What is the history of roller derby?

The sport began as roller skate races on a raised track in the 1920s. The sport evolved in the late 1930s from a marathon skating race to a more physical competition emphasizing skater collisions and falls. Roller derby was televised from the late 40s to the early 70s when popularity of the sport dwindled.

In the early 2000s, the revival of roller derby with a modern touch was born in Austin, Texas. New leagues began to form, run solely by the skaters themselves. Flat track roller derby spread like wildfire as it was easier and cheaper than building a banked track, making it possible to play just about anywhere. In 2007, Sonoma County Roller derby was born and by 2011 there were nearly 500 flat track roller derby leagues worldwide.

How do you play roller derby?

Each team fields up to five skaters per two-minute playing segment, called a 'jam'. Blockers play both offensive and defensive roles in a defined 'pack' on the oval track. Jammers score points for their team by lapping opposing players. Skaters may be penalized for committing fouls. Teams skate with less players while they have one or more players serving a penalty. A team's full line-up for a jam consists of one Pivot, three Blockers and one Jammer. Watch this video for more info.

Are the bouts kid-friendly?

Yes! Roller derby is a family-friendly sport here in Sonoma County! However if your children will get scared easily by screaming fans, then it may not be the best place to take them. For the most part kids love the fast-paced action and cheering for the 'star' aka JAMMER on the teams.

What is the difference between a roller derby team and a league?

Each league may have varying structures, but typically a league is made up of a few teams. They usually are broken up by home teams, travel teams, or teams of different skill levels. Some leagues  also have a Junior team to allow skaters under 18 to participate. The Sonoma County Roller Derby League currently has two home teams—the North Bay Bruisers and the Wine Country Wreckers—and two travel teams—the Hella Organic Rollers, who compete on the WFTDA level, and the NorCal Growlers.

How do I join SCRD?

We have recruiting sessions year-round and also welcome transfer skaters. Contact us to find out when the next recruitment is or check our calendar for upcoming skate camp orientations.

What if I have never skated before or haven't since I was a kid?

We train you no matter what level you are at. We even have skates for you to borrow at the start if you don't have your own gear. You will never have to do something that you are not ready for and we will help you progress your skills and confidence so you will be ready to play in a real bout.

What kind of protective gear is required for roller derby?

The minimum gear required includes: helmet, mouth guard, elbow pads, wrist guards and knee pads. Some skaters like to use butt-savers and knee gaskets for extra protection!

I don't want to skate, but still want to be involved. What are my options?

We are always in need of volunteers to donate their time and/or skills. These include Refs, NSOs (non-skating officials) and other important jobs at the merch, beer and ticket booths. Our bouts cannot happen without these very important people! If you are interested in volunteering, please contact us.

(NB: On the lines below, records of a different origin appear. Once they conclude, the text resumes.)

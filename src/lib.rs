//! localrank — approximate personalized PageRank via local push
//!
//! This crate computes a sparse approximation to the personalized PageRank
//! vector anchored at a seed distribution, using the push algorithm of
//! Andersen, Chung, and Lang (FOCS 2006). It is the workhorse subroutine of
//! local graph partitioning: the cost of a run is proportional to the size
//! of the output's support, not to the size of the graph.
//!
//! # Quick start
//!
//! ```
//! use localrank::{Appr, DegreeTable, GraphBuilder};
//!
//! let mut builder = GraphBuilder::new();
//! builder.add_undirected_edge(0, 1, 1.0);
//! builder.add_undirected_edge(1, 2, 1.0);
//! let graph = builder.build()?;
//! let degrees = DegreeTable::weighted(&graph)?;
//!
//! let mut seed = vec![0.0; graph.node_count()];
//! seed[0] = 1.0;
//!
//! let result = Appr::new()
//!     .with_alpha(0.2)
//!     .with_epsilon(1e-4)
//!     .run(&graph, &degrees, &seed)?;
//! assert!(result.converged);
//! # Ok::<(), localrank::ApprError>(())
//! ```
//!
//! # Invariants
//!
//! - **Outputs indexed by node id**: all dense vectors are indexed
//!   `0..n-1`, consistent with the graph's node indices.
//! - **Determinism**: identical inputs produce identical outputs, including
//!   the push count and the final residual.
//! - **Eager validation**: malformed graphs, degree tables, seeds, and
//!   parameters are rejected before any state is mutated; hitting the push
//!   cap is reported as data, never as an error.
//!
//! One computation owns its estimate/residual state exclusively; the graph
//! and degree table are read-only, so independent seed queries may share
//! them across threads by reference.

pub mod appr;
pub mod errors;
pub mod graph;

pub use appr::degrees::DegreeTable;
pub use appr::push::{compute_appr, Appr, DEFAULT_MAX_PUSHES};
pub use appr::ApprResult;
pub use errors::{ApprError, Result};
pub use graph::builder::GraphBuilder;
pub use graph::csc::CscGraph;
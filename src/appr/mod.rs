//! Approximate personalized PageRank (APPR)
//!
//! This module implements the localized push algorithm of Andersen, Chung,
//! and Lang ("Local Graph Partitioning using PageRank Vectors", FOCS 2006):
//! instead of iterating over the whole graph, residual probability mass is
//! pushed node by node until every residual entry drops below its per-node
//! threshold. Work is proportional to the support of the output, not to the
//! graph size, which is what makes the solver usable as a local clustering
//! subroutine.

pub mod degrees;
pub mod push;
pub mod queue;
pub mod state;

use serde::Serialize;

/// Result of an APPR computation
#[derive(Debug, Clone, Serialize)]
pub struct ApprResult {
    /// Approximate PageRank estimate for each node (indexed by node ID)
    pub scores: Vec<f64>,
    /// Number of push operations performed
    pub pushes: usize,
    /// Whether the work queue drained before the push cap was reached
    pub converged: bool,
    /// Final residual vector, present only when requested via
    /// [`Appr::with_residual`](crate::appr::push::Appr::with_residual)
    pub residual: Option<Vec<f64>>,
}

impl ApprResult {
    /// Create a new APPR result
    pub fn new(
        scores: Vec<f64>,
        pushes: usize,
        converged: bool,
        residual: Option<Vec<f64>>,
    ) -> Self {
        Self {
            scores,
            pushes,
            converged,
            residual,
        }
    }

    /// Get top N nodes by score
    pub fn top_n(&self, n: usize) -> Vec<(usize, f64)> {
        let mut indexed: Vec<_> = self.scores.iter().copied().enumerate().collect();
        indexed.sort_by(|a, b| b.1.total_cmp(&a.1));
        indexed.truncate(n);
        indexed
    }

    /// Get the score for a specific node
    pub fn score(&self, node: usize) -> f64 {
        self.scores.get(node).copied().unwrap_or(0.0)
    }

    /// Number of nodes with nonzero estimate
    ///
    /// The push algorithm only ever touches nodes reachable from the seed,
    /// so this is the quantity its work bound is stated in.
    pub fn support_size(&self) -> usize {
        self.scores.iter().filter(|&&s| s > 0.0).count()
    }
}
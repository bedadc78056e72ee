//! Graph construction and representation
//!
//! This module provides efficient graph building and the immutable
//! column-oriented sparse storage the push solver reads.

pub mod builder;
pub mod csc;
//! Incremental graph builder
//!
//! This module provides a mutable builder that uses FxHashMap for O(1)
//! edge accumulation during construction, then emits an immutable
//! [`CscGraph`] with deterministically ordered columns.

use rustc_hash::FxHashMap;

use crate::errors::Result;
use crate::graph::csc::CscGraph;

/// A mutable graph builder optimized for incremental construction
///
/// Edges are directed and weighted; adding the same `(from, to)` pair twice
/// accumulates the weights. Self-loops are allowed. The node count grows to
/// cover the largest index seen.
#[derive(Debug, Default)]
pub struct GraphBuilder {
    /// Adjacency per source node: target -> accumulated weight
    columns: Vec<FxHashMap<usize, f64>>,
}

impl GraphBuilder {
    /// Create a new empty graph builder
    pub fn new() -> Self {
        Self::default()
    }

    /// Create a graph builder with pre-allocated node capacity
    pub fn with_capacity(node_capacity: usize) -> Self {
        Self {
            columns: Vec::with_capacity(node_capacity),
        }
    }

    /// Current number of nodes
    pub fn node_count(&self) -> usize {
        self.columns.len()
    }

    /// Grow the graph to contain at least `node + 1` nodes
    pub fn ensure_node(&mut self, node: usize) {
        if node >= self.columns.len() {
            self.columns.resize_with(node + 1, FxHashMap::default);
        }
    }

    /// Append a fresh node with no edges, returning its index
    pub fn add_node(&mut self) -> usize {
        self.columns.push(FxHashMap::default());
        self.columns.len() - 1
    }

    /// Add weight to the directed edge `from -> to`
    ///
    /// Creates the edge (and any missing endpoint nodes) if absent.
    pub fn add_edge(&mut self, from: usize, to: usize, weight: f64) {
        self.ensure_node(from.max(to));
        *self.columns[from].entry(to).or_insert(0.0) += weight;
    }

    /// Add weight in both directions between `a` and `b`
    pub fn add_undirected_edge(&mut self, a: usize, b: usize, weight: f64) {
        self.add_edge(a, b, weight);
        if a != b {
            self.add_edge(b, a, weight);
        }
    }

    /// Emit the immutable CSC graph
    ///
    /// Targets within each column are sorted by index for deterministic
    /// iteration. Fails if any accumulated weight ended up negative or
    /// non-finite.
    pub fn build(&self) -> Result<CscGraph> {
        let n = self.columns.len();
        let mut col_ptr = Vec::with_capacity(n + 1);
        let mut row_idx = Vec::new();
        let mut values = Vec::new();

        col_ptr.push(0);
        for column in &self.columns {
            let mut edges: Vec<_> = column.iter().map(|(&t, &w)| (t, w)).collect();
            edges.sort_by_key(|(t, _)| *t);
            for (target, weight) in edges {
                row_idx.push(target);
                values.push(weight);
            }
            col_ptr.push(row_idx.len());
        }

        CscGraph::from_parts(n, col_ptr, row_idx, values)
    }
}

#[cfg(test)]
mod tests {
    use super::*;

    #[test]
    fn test_edge_accumulation() {
        let mut builder = GraphBuilder::new();
        builder.add_edge(0, 1, 1.0);
        builder.add_edge(0, 1, 0.5);

        let g = builder.build().unwrap();
        let edges: Vec<_> = g.neighbors(0).collect();
        assert_eq!(edges, vec![(1, 1.5)]);
    }

    #[test]
    fn test_node_growth_covers_largest_index() {
        let mut builder = GraphBuilder::new();
        builder.add_edge(0, 4, 1.0);

        let g = builder.build().unwrap();
        assert_eq!(g.node_count(), 5);
        assert_eq!(g.out_degree(4), 0);
    }

    #[test]
    fn test_self_loop_allowed() {
        let mut builder = GraphBuilder::new();
        builder.add_edge(2, 2, 3.0);

        let g = builder.build().unwrap();
        let edges: Vec<_> = g.neighbors(2).collect();
        assert_eq!(edges, vec![(2, 3.0)]);
    }

    #[test]
    fn test_undirected_edge() {
        let mut builder = GraphBuilder::new();
        builder.add_undirected_edge(0, 1, 2.0);

        let g = builder.build().unwrap();
        assert_eq!(g.neighbors(0).collect::<Vec<_>>(), vec![(1, 2.0)]);
        assert_eq!(g.neighbors(1).collect::<Vec<_>>(), vec![(0, 2.0)]);
    }

    #[test]
    fn test_columns_sorted_for_determinism() {
        let mut builder = GraphBuilder::new();
        builder.add_edge(0, 3, 1.0);
        builder.add_edge(0, 1, 1.0);
        builder.add_edge(0, 2, 1.0);

        let g = builder.build().unwrap();
        let targets: Vec<_> = g.neighbors(0).map(|(t, _)| t).collect();
        assert_eq!(targets, vec![1, 2, 3]);
    }

    #[test]
    fn test_empty_builder() {
        let g = GraphBuilder::new().build().unwrap();
        assert!(g.is_empty());
    }

    #[test]
    fn test_add_node() {
        let mut builder = GraphBuilder::new();
        let a = builder.add_node();
        let b = builder.add_node();
        assert_eq!((a, b), (0, 1));
        assert_eq!(builder.node_count(), 2);
    }
}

How can I become a sponsor?

Glad you asked! Check out our sponsorship packages.

I'm not a female but want to play roller derby! Is this sport just for females?

SCRD welcomes all skaters, regardless of gender identity. While our competitive teams are all-female teams, we do have options for male skaters as well. We have a nearby co-ed team, the NorCal Vigilantes, and our practices are open to all genders. You can also participate as a referee, NSO, volunteer, etc. Please contact us to learn more about your options!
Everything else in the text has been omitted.